A temporary decline in interest rates and inflation

My latest newsletter tells stories how I think inflation and interest rates will moderate,

we can call it deflationary,

but it won’t last too long,

before working up and from new starting points into the decade.

Unless you are trading interest rates, the opportunities in the 2nd and 3rd derivative effect should be broad.

Also feel free to subscribe to the newsletter.

Macro Extremes (week ending November 11, 2022)

The following assets (on a weekly timeframe) registered an Overbought or Oversold reading and/or have traded more than 2.5 standard deviations above or below its rolling mean.

Extremes “above” the Mean (at least 2.5 standard deviations)

Copper

Sugar

Silver in AUD and USD

Italy’s MIB Index

Overbought (RSI > 70)

Cattle

U.S. 2 year government bond yields

German 2 year government bond yields

U.S. 5-7 year corporate bond yields

The Overbought Quinella – Both Overbought and Traded at > 2.5 standard deviations above the weekly mean)

None

Extremes “below” the Mean (at least 2.5 standard deviations)

Coffee

Bitcoin 

Chilean 10 year government bond yield

Oversold (RSI < 30)

U.S. 5 year yield minus U.S. 3 month bill yield spread

Hot Rolled Coil Steel (HRC)

Tin

The Oversold Quinella – Both Overbought and Traded at > 2.5 standard deviations above the weekly mean)

None

Notes & Ideas:

If we look back to the past several weeks of Macro Extremes editions, you’ll notice all of those oversold currencies (versus the USD) and overbought bond yields, are no longer appearing currently.

As this publication highlights, once set prices touch their ‘extremes’, they tend to not spend much time at the pendulums highest or lowest arc.

‘All of those currencies’ have rallied, even the Rupee and the Rupiah.

The AUD/USD has risen 8% from 0.62 to 0.67 over the past month.

Bond yields have moved back lower, meaning bond prices are rising.

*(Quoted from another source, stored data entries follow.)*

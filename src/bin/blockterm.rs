use anyhow::{bail, Result};
use blockterm::bridge::replay_file;
use blockterm::config::Config;
use blockterm::pipeline::ManualScheduler;
use blockterm::runtime::{FrontendAdapter, Runtime, SessionSnapshotManager, TerminalSession, UserInputEvent};
use blockterm::terminal::TerminalGuard;
use blockterm::ui::editor::CommandLine;
use blockterm::ui::layout::split_screen;
use blockterm::ui::render::{
    render_block_viewport, render_input, render_lines, render_status_line, search_lines,
    ViewStamp,
};
use blockterm::util::now_millis;
use blockterm::{logging, state::BlockStore};
use crossterm::event::{self, Event};
use ratatui::widgets::Clear;
use std::path::PathBuf;
use std::time::Duration;

enum Mode {
    Interactive,
    Replay(PathBuf),
}

fn parse_args(args: impl IntoIterator<Item = String>) -> Result<Mode> {
    let mut args = args.into_iter();
    match args.next().as_deref() {
        None => Ok(Mode::Interactive),
        Some("--replay") => match args.next() {
            Some(path) => Ok(Mode::Replay(PathBuf::from(path))),
            None => bail!("--replay needs a JSON-lines file"),
        },
        Some(other) => bail!("unexpected argument '{other}' (usage: blockterm [--replay <file.jsonl>])"),
    }
}

/// Inputs of the last drawn frame.
#[derive(PartialEq)]
struct FrameKey {
    view: ViewStamp,
    status: String,
    scroll: usize,
    input: String,
    cursor: usize,
}

struct TuiFrontend {
    guard: TerminalGuard,
    line: CommandLine,
    quit: bool,
    max_scroll: usize,
    last_frame: Option<FrameKey>,
}

impl TuiFrontend {
    fn new() -> Result<Self> {
        let guard = TerminalGuard::enter()?;
        Self::drain_startup_events();
        Ok(Self {
            guard,
            line: CommandLine::new(),
            quit: false,
            max_scroll: 0,
            last_frame: None,
        })
    }

    /// Discard input that was typed or pasted before the screen was ready.
    fn drain_startup_events() {
        for _ in 0..1024 {
            match event::poll(Duration::ZERO) {
                Ok(true) => {
                    if event::read().is_err() {
                        break;
                    }
                }
                Ok(false) | Err(_) => break,
            }
        }
    }
}

fn status_text(runtime: &Runtime) -> String {
    let store = runtime.session().store();
    let mut parts = vec![
        format!("host:{}", runtime.manager().active_system().unwrap_or("-")),
        format!("blocks:{}", store.len()),
    ];
    let running = store.running_block_ids().len();
    if running > 0 {
        parts.push(format!("running:{running}"));
    }
    parts.push(if store.is_following() {
        "view:following".to_string()
    } else {
        format!("view:scrolled+{}", runtime.scroll_offset())
    });
    if store.is_search_open() {
        parts.push("search:open".to_string());
    }
    if store.is_ai_thinking() {
        parts.push("ai:thinking".to_string());
    }
    if let Some(error) = store.ai_error() {
        parts.push(format!("ai-error:{}", error.message));
    }
    if let Some(notice) = runtime.notice() {
        parts.push(notice.to_string());
    }
    parts.join(" ")
}

impl FrontendAdapter for TuiFrontend {
    fn poll_user_input(&mut self, _runtime: &Runtime) -> Option<UserInputEvent> {
        loop {
            match event::poll(Duration::ZERO) {
                Ok(true) => {}
                Ok(false) => return None,
                Err(_) => {
                    self.quit = true;
                    return None;
                }
            }
            let Ok(ev) = event::read() else {
                self.quit = true;
                return None;
            };
            if matches!(ev, Event::Resize(..)) {
                self.last_frame = None;
            }
            if let Some(input) = self.line.apply_event(ev) {
                return Some(input);
            }
        }
    }

    fn render(&mut self, runtime: &Runtime) {
        let store = runtime.session().store();
        let scroll = if store.is_following() {
            0
        } else {
            runtime.scroll_offset()
        };
        let key = FrameKey {
            view: ViewStamp::capture(store),
            status: status_text(runtime),
            scroll,
            input: self.line.buffer().to_string(),
            cursor: self.line.cursor(),
        };
        // Running blocks tick their header timer every frame.
        if !key.view.has_running_block() && self.last_frame.as_ref() == Some(&key) {
            return;
        }

        let search = store.is_search_open().then(|| search_lines(store));
        let now = now_millis();
        let mut max_scroll = 0;
        let _ = self.guard.terminal_mut().draw(|frame| {
            let area = frame.area();
            frame.render_widget(Clear, area);
            let panes = split_screen(area);
            render_status_line(frame, panes.status, &key.status);
            max_scroll = match search {
                Some(lines) => render_lines(frame, panes.blocks, lines, scroll),
                None => render_block_viewport(frame, panes.blocks, store, now, scroll),
            };
            render_input(frame, panes.input, &key.input, key.cursor);
        });
        self.max_scroll = max_scroll;
        self.last_frame = Some(key);
    }

    fn should_quit(&self) -> bool {
        self.quit
    }

    fn max_scroll(&self) -> usize {
        self.max_scroll
    }
}

fn print_blocks(store: &BlockStore) {
    for block in store.blocks() {
        println!("#{} [{}] {}", block.id, block.status.label(), block.command_text);
        let text = block.plain_text();
        if !text.is_empty() {
            println!("{text}");
        }
    }
}

async fn replay(config: &Config, path: PathBuf) -> Result<()> {
    let session = TerminalSession::with_labels(
        Box::new(ManualScheduler::new()),
        config.host.clone(),
        config.cwd_label(),
    );
    let mut manager = SessionSnapshotManager::with_active_system(session, Some(config.host.as_str()));
    let summary = replay_file(&path, &mut manager).await?;
    print_blocks(manager.session().store());
    eprintln!(
        "replayed {} events ({} skipped lines)",
        summary.events, summary.skipped
    );
    Ok(())
}

#[tokio::main]
async fn main() -> Result<()> {
    let mode = parse_args(std::env::args().skip(1))?;
    let config = Config::load()?;
    config.validate()?;
    logging::init(&config)?;

    match mode {
        Mode::Replay(path) => replay(&config, path).await,
        Mode::Interactive => {
            let mut runtime = Runtime::new(&config);
            let mut frontend = TuiFrontend::new()?;
            runtime.run(&mut frontend).await;
            Ok(())
        }
    }
}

For example, the U.S. listed bond ETF’s, IEF and TLT rallied 2.7% and 3.9% this week alone.

Weeks ago the U.S. 10 year bond was yielding 4.33%, now its 3.85%.

When Liz Truss was trying to torpedo the U.K. economy, its 10 year Gilts plunged and the yield rose to 4.77%. Today, they are yielding 3.35%.

It’s a constant reminder that many people (whether it’s institutional, corporate and individual investors or speculators) do the wrong thing, at the wrong time, at the wrong end of the pendulum.

Amongst the movers list below, it was a week for equities to soar and extend their rallies. The astonishing moves seen in the Nasdaq and the SOX.

The Hang Seng Index added 7% this week, to last week’s 9% advance and South Korea’s KOSPI’s rose a further 6% this week.

Switzerland’s SMI Index has risen 10% over the past 7 weeks, which was from the moment that it last appeared in the Oversold section of this publication.

However, this week saw the first equity index register a ‘Macro Extreme’ Overbought reading in many a week. That index is Italy’s FTSE MIB Index, which is understandable following a 17% advance over the past 6 weeks

Germany’s DAX Index has risen the amount over the same time and it is approximately 1.2% from joining the same overbought category.

Ahhh, that was more than a year’s worth of returns achieved in under 2 months.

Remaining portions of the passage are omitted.